Pubdate: Wed, 04 Dec 2002
Source: Eastern Daily Press (UK)
Copyright: 2002, Archant Regional
Author: Lorna Marsh


 From toll-booths to tolerance and cannabis to credit, research is out 
today revealing our values.

The annual British Social Attitudes survey throws up surprising results, 
including the support of more than eight in 10 people for tax increases to 
improve the NHS.

But the overwhelming verdict of our changing society is its rising 
tolerance towards minority groups and a liberal attitude to soft drugs.

Researchers predict that society is set to stay increasingly liberal, as 
older generations are replaced by younger ones who, it is anticipated, are 
unlikely to change their attitudes over time.

It is a change that has been happening for the last two decades.

In 1985, 70pc of those questioned thought homosexuality was wrong. Eighteen 
years later that figure is less than 50pc.

A quarter of people in Britain describe themselves as racially prejudiced, 
down from a third in 1985.

The survey also found that those who had been through higher education are 
less likely to be prejudiced and, as the number of those going to 
university increases, so discrimination will fall.

Younger people are also more tolerant to soft drug use, with more than half 
the population saying cannabis should be legal. But the survey concludes 
that even older people have become more liberal to marijuana use.

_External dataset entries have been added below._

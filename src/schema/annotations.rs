//! `key<Type>` annotations captured before resolution strips them.

use indexmap::IndexMap;

use crate::document::Node;

/// Dotted path to declared type name, in document order.
pub type TypeAnnotations = IndexMap<String, String>;

/// A key split into its base name and annotated type.
#[derive(Debug, Clone, Copy, PartialEq, Eq)]
pub struct Annotation<'a> {
    pub base: &'a str,
    pub type_name: &'a str,
}

/// Splits `name<Type>`; the type must be alphanumeric or `_`.
pub fn parse_annotation(key: &str) -> Option<Annotation<'_>> {
    let inner = key.strip_suffix('>')?;
    let open = inner.rfind('<')?;
    let type_name = &inner[open + 1..];
    if type_name.is_empty() || !type_name.chars().all(|c| c.is_ascii_alphanumeric() || c == '_') {
        return None;
    }
    let base = &inner[..open];
    Some(Annotation {
        base: if base.is_empty() { key } else { base },
        type_name,
    })
}

/// The key with any annotation removed.
pub fn strip_annotation(key: &str) -> &str {
    parse_annotation(key).map_or(key, |annotation| annotation.base)
}

/// Walks mappings depth-first, recording every annotated key's dotted path.
///
/// Child paths are built from stripped keys so annotations on intermediate
/// mappings compose. Sequences are not descended into.
pub fn extract(doc: &Node) -> TypeAnnotations {
    let mut annotations = TypeAnnotations::new();
    walk(doc, "", &mut annotations);
    annotations
}

fn walk(node: &Node, path: &str, annotations: &mut TypeAnnotations) {
    let Node::Mapping(mapping) = node else {
        return;
    };

    for (key, value) in mapping {
        let clean = match parse_annotation(key) {
            Some(annotation) => {
                annotations.insert(join(path, annotation.base), annotation.type_name.to_string());
                annotation.base
            }
            None => key.as_str(),
        };
        walk(value, &join(path, clean), annotations);
    }
}

fn join(parent: &str, key: &str) -> String {
    if parent.is_empty() {
        key.to_string()
    } else {
        format!("{parent}.{key}")
    }
}
//! Classification of a single trimmed line and interpretation of bare values.

use crate::document::Node;

/// What a trimmed, non-comment line contributes to the tree.
#[derive(Debug, Clone, PartialEq)]
pub(crate) enum Line {
    /// `key:` opens a nested mapping.
    Section { key: String },
    /// `- value` or `- if cond: value`.
    ListItem(Node),
    /// `key = expr` or `key: value`.
    Assign { key: String, value: Node },
}

pub(crate) fn classify(line: &str) -> Option<Line> {
    if line.is_empty() {
        return None;
    }

    if let Some(key) = line.strip_suffix(':') {
        if !line.contains('=') {
            return Some(Line::Section {
                key: key.trim().to_string(),
            });
        }
    }

    if let Some(content) = list_content(line) {
        let item = match split_conditional(content) {
            Some((condition, value)) => Node::conditional(condition, interpret(value)),
            None => interpret(content),
        };
        return Some(Line::ListItem(item));
    }

    // The key runs up to the first ':' or '='; whichever comes first decides
    // between an expression and a plain value.
    let split = line.find([':', '='])?;
    if split == 0 {
        return None;
    }
    let key = line[..split].trim().to_string();
    let rest = line[split + 1..].trim();
    let value = if line[split..].starts_with('=') {
        Node::expression(rest)
    } else {
        interpret(rest)
    };
    Some(Line::Assign { key, value })
}

/// Returns the trimmed content after a `- ` list marker.
fn list_content(line: &str) -> Option<&str> {
    let rest = line.strip_prefix('-')?;
    if !rest.starts_with(char::is_whitespace) {
        return None;
    }
    Some(rest.trim())
}

/// Splits `if <cond>: <value>` at the first colon after the condition.
fn split_conditional(content: &str) -> Option<(&str, &str)> {
    let rest = content.strip_prefix("if")?;
    if !rest.starts_with(char::is_whitespace) {
        return None;
    }
    let rest = rest.trim_start();
    let colon = rest.get(1..)?.find(':')? + 1;
    Some((rest[..colon].trim(), rest[colon + 1..].trim()))
}

/// Interprets a bare right-hand side into a typed node.
pub(crate) fn interpret(raw: &str) -> Node {
    let trimmed = raw.trim();
    match trimmed {
        "" => return Node::Null,
        "true" => return Node::Bool(true),
        "false" => return Node::Bool(false),
        _ => {}
    }

    if is_numeric(trimmed) {
        if let Some(number) = parse_number(trimmed) {
            return number;
        }
    }

    if let Some(tag) = parse_tag(trimmed) {
        return tag;
    }

    if let Some(unquoted) = unquote(trimmed) {
        return Node::String(unquoted.to_string());
    }

    Node::String(trimmed.to_string())
}

fn parse_number(s: &str) -> Option<Node> {
    if s.contains('.') {
        return s.parse::<f64>().ok().map(Node::Float);
    }
    if let Ok(i) = s.parse::<i64>() {
        return Some(Node::Int(i));
    }
    // Exponent forms such as `1e3` stay integral when they can.
    let f = s.parse::<f64>().ok()?;
    if f.fract() == 0.0 && f >= i64::MIN as f64 && f <= i64::MAX as f64 {
        Some(Node::Int(f as i64))
    } else {
        Some(Node::Float(f))
    }
}

/// Numeric literal check: optional sign, digits with an optional fraction
/// (or a bare fraction), optional exponent.
pub(crate) fn is_numeric(s: &str) -> bool {
    let bytes = s.as_bytes();
    let mut i = 0;
    if matches!(bytes.first(), Some(b'+' | b'-')) {
        i += 1;
    }

    let int_start = i;
    while i < bytes.len() && bytes[i].is_ascii_digit() {
        i += 1;
    }
    let mut digits = i - int_start;

    if i < bytes.len() && bytes[i] == b'.' {
        i += 1;
        let frac_start = i;
        while i < bytes.len() && bytes[i].is_ascii_digit() {
            i += 1;
        }
        digits += i - frac_start;
    }
    if digits == 0 {
        return false;
    }

    if i < bytes.len() && matches!(bytes[i], b'e' | b'E') {
        i += 1;
        if matches!(bytes.get(i), Some(b'+' | b'-')) {
            i += 1;
        }
        let exp_start = i;
        while i < bytes.len() && bytes[i].is_ascii_digit() {
            i += 1;
        }
        if i == exp_start {
            return false;
        }
    }

    i == bytes.len()
}

/// Parses `!name(arg, arg, ...)`; empty arguments are dropped.
fn parse_tag(s: &str) -> Option<Node> {
    let body = s.strip_prefix('!')?.strip_suffix(')')?;
    let open = body.find('(')?;
    let name = &body[..open];
    if name.is_empty() || !name.chars().all(|c| c.is_ascii_alphanumeric() || c == '_') {
        return None;
    }
    let args = body[open + 1..]
        .split(',')
        .map(str::trim)
        .filter(|arg| !arg.is_empty())
        .map(str::to_string)
        .collect();
    Some(Node::tag(name, args))
}

fn unquote(s: &str) -> Option<&str> {
    for quote in ['"', '\''] {
        if s.starts_with(quote) && s.ends_with(quote) {
            return Some(s.get(1..s.len() - 1).unwrap_or(""));
        }
    }
    None
}
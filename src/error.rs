use crate::config::ConfigError;
use crate::schema::SchemaError;
use crate::tags::TagError;
use thiserror::Error;

/// Top-level error type for the wafl library.
#[derive(Debug, Error)]
#[non_exhaustive]
pub enum Error {
    #[error("configuration error: {0}")]
    Config(#[from] ConfigError),

    #[error("tag error: {0}")]
    Tag(#[from] TagError),

    #[error("schema error: {0}")]
    Schema(#[from] SchemaError),

    #[error("no entry document given; call .with_file() before loading")]
    MissingEntry,
}
use std::fmt::Debug;
use std::io;
use std::path::{Path, PathBuf};

/// File access consumed by the loader and the `file` tag.
///
/// The pipeline never touches the filesystem directly, so documents can be
/// served from memory in tests or embedded hosts.
pub trait FileSystem: Send + Sync + Debug {
    fn read_to_string(&self, path: &Path) -> io::Result<String>;

    fn is_file(&self, path: &Path) -> bool;

    /// Canonical form of `path`, or `None` when it cannot be resolved.
    fn canonicalize(&self, path: &Path) -> Option<PathBuf>;

    /// Canonical form when available, otherwise `path` unchanged.
    fn real_path(&self, path: &Path) -> PathBuf {
        self.canonicalize(path).unwrap_or_else(|| path.to_path_buf())
    }
}

/// The host filesystem via `std::fs`.
#[derive(Debug, Clone, Copy, Default)]
pub struct OsFileSystem;

impl FileSystem for OsFileSystem {
    fn read_to_string(&self, path: &Path) -> io::Result<String> {
        std::fs::read_to_string(path)
    }

    fn is_file(&self, path: &Path) -> bool {
        path.is_file()
    }

    fn canonicalize(&self, path: &Path) -> Option<PathBuf> {
        std::fs::canonicalize(path).ok()
    }
}
//! Stdout logging for the probe.
//!
//! On Lambda, stdout is the log transport: every line ends up in the
//! function's CloudWatch log stream. Lines carry a timestamp and a `[TAG]`
//! prefix so the harness can grep for the phases it cares about.

use chrono::Local;
use serde_json::Value;

/// Timestamp format used on every log line.
const TIME_FORMAT: &str = "%Y-%m-%dT%H:%M:%S%.3f%z";

/// Log runtime startup, once per cold start.
pub fn log_startup() {
    println!(
        "[{}] [START] Environment probe initialized, waiting for invocations",
        Local::now().format(TIME_FORMAT)
    );
}

/// Log the raw invocation payload before it is handled.
pub fn log_invocation(event: &Value) {
    println!(
        "[{}] [INVOKE] Got event [{event}]",
        Local::now().format(TIME_FORMAT)
    );
}
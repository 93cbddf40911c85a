// Probe response construction module

use serde::Serialize;

use crate::env;

/// Full payload returned to the invoker on every invocation.
///
/// The shape is fixed: a success status code plus one section per injection
/// layer, each listing its variables by their exact environment names.
#[derive(Debug, Clone, PartialEq, Eq, Serialize)]
#[serde(rename_all = "camelCase")]
pub struct ProbeResponse {
    pub status_code: u16,
    pub layer: LayerReport,
    pub second_layer: SecondLayerReport,
}

/// Variables expected from the primary secrets layer, plus the wrapper hook
/// that proves the layer's exec wrapper was installed.
#[derive(Debug, Clone, PartialEq, Eq, Serialize)]
pub struct LayerReport {
    #[serde(rename = "EXAMPLE_CONNECTION_TOKEN")]
    pub connection_token: String,
    #[serde(rename = "EXAMPLE_CLUSTER_ID")]
    pub cluster_id: String,
    #[serde(rename = "EXAMPLE_CONNECTION_URL")]
    pub connection_url: String,
    #[serde(rename = "EXAMPLE_TENANT")]
    pub tenant: String,
    #[serde(rename = "AWS_LAMBDA_EXEC_WRAPPER")]
    pub exec_wrapper: String,
}

/// Variable expected from the second, chained secrets layer.
#[derive(Debug, Clone, PartialEq, Eq, Serialize)]
pub struct SecondLayerReport {
    #[serde(rename = "SECOND_LAYER_EXECUTE")]
    pub execute: String,
}

impl ProbeResponse {
    /// Snapshot the six watched variables from the current process
    /// environment. Always succeeds; absent variables report the sentinel.
    pub fn capture() -> Self {
        Self {
            status_code: 200,
            layer: LayerReport::capture(),
            second_layer: SecondLayerReport::capture(),
        }
    }
}

impl LayerReport {
    pub fn capture() -> Self {
        Self {
            connection_token: env::var_or_not_set("EXAMPLE_CONNECTION_TOKEN"),
            cluster_id: env::var_or_not_set("EXAMPLE_CLUSTER_ID"),
            connection_url: env::var_or_not_set("EXAMPLE_CONNECTION_URL"),
            tenant: env::var_or_not_set("EXAMPLE_TENANT"),
            exec_wrapper: env::var_or_not_set("AWS_LAMBDA_EXEC_WRAPPER"),
        }
    }
}

impl SecondLayerReport {
    pub fn capture() -> Self {
        Self {
            execute: env::var_or_not_set("SECOND_LAYER_EXECUTE"),
        }
    }
}

/// Every variable the probe reports, across both sections.
#[cfg(test)]
pub(crate) const WATCHED_VARS: &[&str] = &[
    "EXAMPLE_CONNECTION_TOKEN",
    "EXAMPLE_CLUSTER_ID",
    "EXAMPLE_CONNECTION_URL",
    "EXAMPLE_TENANT",
    "AWS_LAMBDA_EXEC_WRAPPER",
    "SECOND_LAYER_EXECUTE",
];
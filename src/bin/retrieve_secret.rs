//! Secrets Manager retrieval tool for the injection layer.
//!
//! The layer's wrapper script runs this binary during function init, captures
//! stdout, and exports each `KEY|VALUE` line as an environment variable before
//! handing control to the real runtime. Stdout therefore carries only the
//! pairs; diagnostics go to stderr.

use std::collections::BTreeMap;
use std::error::Error as StdError;
use std::process::ExitCode;
use std::time::Duration;

use aws_config::retry::RetryConfig;
use aws_config::{BehaviorVersion, Region, SdkConfig};
use aws_sdk_secretsmanager::error::SdkError;
use aws_sdk_secretsmanager::operation::get_secret_value::GetSecretValueError;
use aws_sdk_sts::operation::assume_role::AssumeRoleError;
use clap::Parser;
use serde_json::Value;
use thiserror::Error;

/// Defaults applied when the wrapper script supplies no override.
const DEFAULT_REGION: &str = "us-east-2";
const DEFAULT_TIMEOUT_MS: u64 = 5000;
const DEFAULT_SESSION: &str = "param_session";

/// Fetch a JSON secret from AWS Secrets Manager and print its entries as
/// KEY|VALUE lines for the layer wrapper script to export.
#[derive(Debug, Parser)]
#[command(name = "retrieve-secret")]
struct Args {
    /// The Amazon region to use
    #[arg(short = 'r', long = "region", default_value = DEFAULT_REGION)]
    region: String,

    /// The ARN of the secret to read
    #[arg(short = 's', long = "secret-arn")]
    secret_arn: String,

    /// Optional role to assume for secret access
    #[arg(short = 'a', long = "role-arn")]
    role_arn: Option<String>,

    /// Time budget for all AWS calls, in milliseconds
    #[arg(short = 't', long = "timeout", default_value_t = DEFAULT_TIMEOUT_MS)]
    timeout_ms: u64,

    /// STS session name used when assuming the role
    #[arg(short = 'n', long = "session-name", default_value = DEFAULT_SESSION)]
    session_name: String,
}

impl Args {
    /// Clap enforces presence; empty strings can still slip through the
    /// wrapper script, so reject them before any network call.
    fn validate(&self) -> Result<(), RetrieveError> {
        if self.region.is_empty() || self.secret_arn.is_empty() {
            return Err(RetrieveError::MissingArguments);
        }
        Ok(())
    }
}

#[derive(Debug, Error)]
enum RetrieveError {
    #[error("a non-empty region and secret ARN are required")]
    MissingArguments,

    #[error("failed to assume role {role_arn}")]
    AssumeRole {
        role_arn: String,
        #[source]
        source: SdkError<AssumeRoleError>,
    },

    #[error("assumed role returned no credentials")]
    NoCredentials,

    #[error("failed to retrieve secret")]
    GetSecret(#[source] SdkError<GetSecretValueError>),

    #[error("secret has no string payload")]
    EmptySecret,

    #[error("secret payload is not a JSON object")]
    ParseSecret(#[from] serde_json::Error),

    #[error("retrieval did not finish within {0} ms")]
    TimedOut(u64),
}

#[tokio::main]
async fn main() -> ExitCode {
    let args = Args::parse();

    match run(&args).await {
        Ok(pairs) => {
            for pair in pairs {
                println!("{pair}");
            }
            ExitCode::SUCCESS
        }
        Err(err) => {
            eprintln!("[ERROR] {err}");
            let mut source = err.source();
            while let Some(cause) = source {
                eprintln!("[ERROR]   caused by: {cause}");
                source = cause.source();
            }
            ExitCode::FAILURE
        }
    }
}

/// Run the whole retrieval under the configured time budget.
async fn run(args: &Args) -> Result<Vec<String>, RetrieveError> {
    args.validate()?;

    let budget = Duration::from_millis(args.timeout_ms);
    match tokio::time::timeout(budget, retrieve_pairs(args)).await {
        Ok(result) => result,
        Err(_) => Err(RetrieveError::TimedOut(args.timeout_ms)),
    }
}

async fn retrieve_pairs(args: &Args) -> Result<Vec<String>, RetrieveError> {
    let config = load_aws_config(&args.region).await;
    let client = secrets_client(&config, args).await?;
    let payload = fetch_secret_string(&client, &args.secret_arn).await?;
    parse_pairs(&payload)
}

/// Load the AWS config for the requested region with retries disabled:
/// every API call gets exactly one attempt inside the overall time budget.
async fn load_aws_config(region: &str) -> SdkConfig {
    aws_config::defaults(BehaviorVersion::latest())
        .region(Region::new(region.to_owned()))
        .retry_config(RetryConfig::disabled())
        .load()
        .await
}

/// Build the Secrets Manager client, assuming the requested role first when
/// one was supplied; otherwise the ambient credentials are used directly.
async fn secrets_client(
    config: &SdkConfig,
    args: &Args,
) -> Result<aws_sdk_secretsmanager::Client, RetrieveError> {
    let Some(role_arn) = &args.role_arn else {
        return Ok(aws_sdk_secretsmanager::Client::new(config));
    };

    let sts = aws_sdk_sts::Client::new(config);
    let assumed = sts
        .assume_role()
        .role_arn(role_arn)
        .role_session_name(&args.session_name)
        .send()
        .await
        .map_err(|err| RetrieveError::AssumeRole {
            role_arn: role_arn.clone(),
            source: err,
        })?;

    let creds = assumed.credentials().ok_or(RetrieveError::NoCredentials)?;
    let provider = aws_sdk_secretsmanager::config::Credentials::new(
        creds.access_key_id(),
        creds.secret_access_key(),
        Some(creds.session_token().to_owned()),
        None,
        "assumed-role",
    );

    let sm_config = aws_sdk_secretsmanager::config::Builder::from(config)
        .credentials_provider(provider)
        .build();
    Ok(aws_sdk_secretsmanager::Client::from_conf(sm_config))
}

async fn fetch_secret_string(
    client: &aws_sdk_secretsmanager::Client,
    secret_arn: &str,
) -> Result<String, RetrieveError> {
    let output = client
        .get_secret_value()
        .secret_id(secret_arn)
        .send()
        .await
        .map_err(RetrieveError::GetSecret)?;

    output
        .secret_string()
        .map(str::to_owned)
        .ok_or(RetrieveError::EmptySecret)
}

/// Turn the secret's JSON object into `KEY|VALUE` lines, sorted by key so
/// the output is stable run to run.
fn parse_pairs(payload: &str) -> Result<Vec<String>, RetrieveError> {
    let entries: BTreeMap<String, Value> = serde_json::from_str(payload)?;
    Ok(entries
        .iter()
        .map(|(key, value)| format!("{key}|{}", render_value(value)))
        .collect())
}

/// String values are exported verbatim; anything else keeps its JSON form.
fn render_value(value: &Value) -> String {
    match value {
        Value::String(s) => s.clone(),
        other => other.to_string(),
    }
}
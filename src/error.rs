//! Unified error model for the authentication core.
//! Callers branch on the kind, never on provider-specific codes; every failure
//! here is recoverable by user retry.

use thiserror::Error;

#[derive(Debug, Clone, Error, PartialEq, Eq)]
pub enum AuthError {
    /// Credentials were rejected by the identity provider. Unknown account and
    /// wrong password are deliberately indistinguishable.
    #[error("invalid credentials")]
    InvalidCredentials,

    /// Account creation hit an existing account for the same email.
    #[error("an account already exists for {email}")]
    AccountAlreadyExists { email: String },

    /// The identity provider could not be reached or answered out of band.
    #[error("identity provider unavailable: {reason}")]
    Unavailable { reason: String },

    /// Another login/register/reset is still outstanding on this store.
    #[error("another authentication operation is in flight")]
    OperationInFlight,

    #[error("{message}")]
    Unknown { message: String },
}

impl AuthError {
    pub fn account_exists<S: Into<String>>(email: S) -> Self {
        AuthError::AccountAlreadyExists { email: email.into() }
    }

    pub fn unavailable<S: Into<String>>(reason: S) -> Self {
        AuthError::Unavailable { reason: reason.into() }
    }

    pub fn unknown<S: Into<String>>(message: S) -> Self {
        AuthError::Unknown { message: message.into() }
    }

    /// Stable label for logs and notices.
    pub fn kind_str(&self) -> &'static str {
        match self {
            AuthError::InvalidCredentials => "invalid_credentials",
            AuthError::AccountAlreadyExists { .. } => "account_exists",
            AuthError::Unavailable { .. } => "unavailable",
            AuthError::OperationInFlight => "in_flight",
            AuthError::Unknown { .. } => "unknown",
        }
    }

    pub fn is_invalid_credentials(&self) -> bool {
        matches!(self, AuthError::InvalidCredentials)
    }

    /// Transient failures worth retrying as-is, without the user changing input.
    pub fn is_transient(&self) -> bool {
        matches!(
            self,
            AuthError::Unavailable { .. } | AuthError::OperationInFlight
        )
    }
}

pub type AuthResult<T> = Result<T, AuthError>;

#[cfg(test)]
mod tests {
    use super::*;

    #[test]
    fn kind_labels() {
        assert_eq!(AuthError::InvalidCredentials.kind_str(), "invalid_credentials");
        assert_eq!(AuthError::account_exists("a@b.c").kind_str(), "account_exists");
        assert_eq!(AuthError::unavailable("timeout").kind_str(), "unavailable");
        assert_eq!(AuthError::OperationInFlight.kind_str(), "in_flight");
        assert_eq!(AuthError::unknown("x").kind_str(), "unknown");
    }

    #[test]
    fn transient_classification() {
        assert!(AuthError::unavailable("dns").is_transient());
        assert!(AuthError::OperationInFlight.is_transient());
        assert!(!AuthError::InvalidCredentials.is_transient());
        assert!(!AuthError::account_exists("a@b.c").is_transient());
    }

    #[test]
    fn display_carries_detail() {
        let e = AuthError::account_exists("admin@example.com");
        assert_eq!(e.to_string(), "an account already exists for admin@example.com");
        assert_eq!(AuthError::unavailable("connection refused").to_string(),
            "identity provider unavailable: connection refused");
    }
}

And although 87pc of those questioned thought that drugs like heroin should 
remain illegal, a third said two legal drugs were the most dangerous of all 
- - tobacco and alcohol.

A spokesman for the National Centre for Social Research, which carried out 
this year's study, said it was far cry from the days of illegal 
homosexuality, tobacco being regarded as a health tonic and marijuana being 
seen as a curse.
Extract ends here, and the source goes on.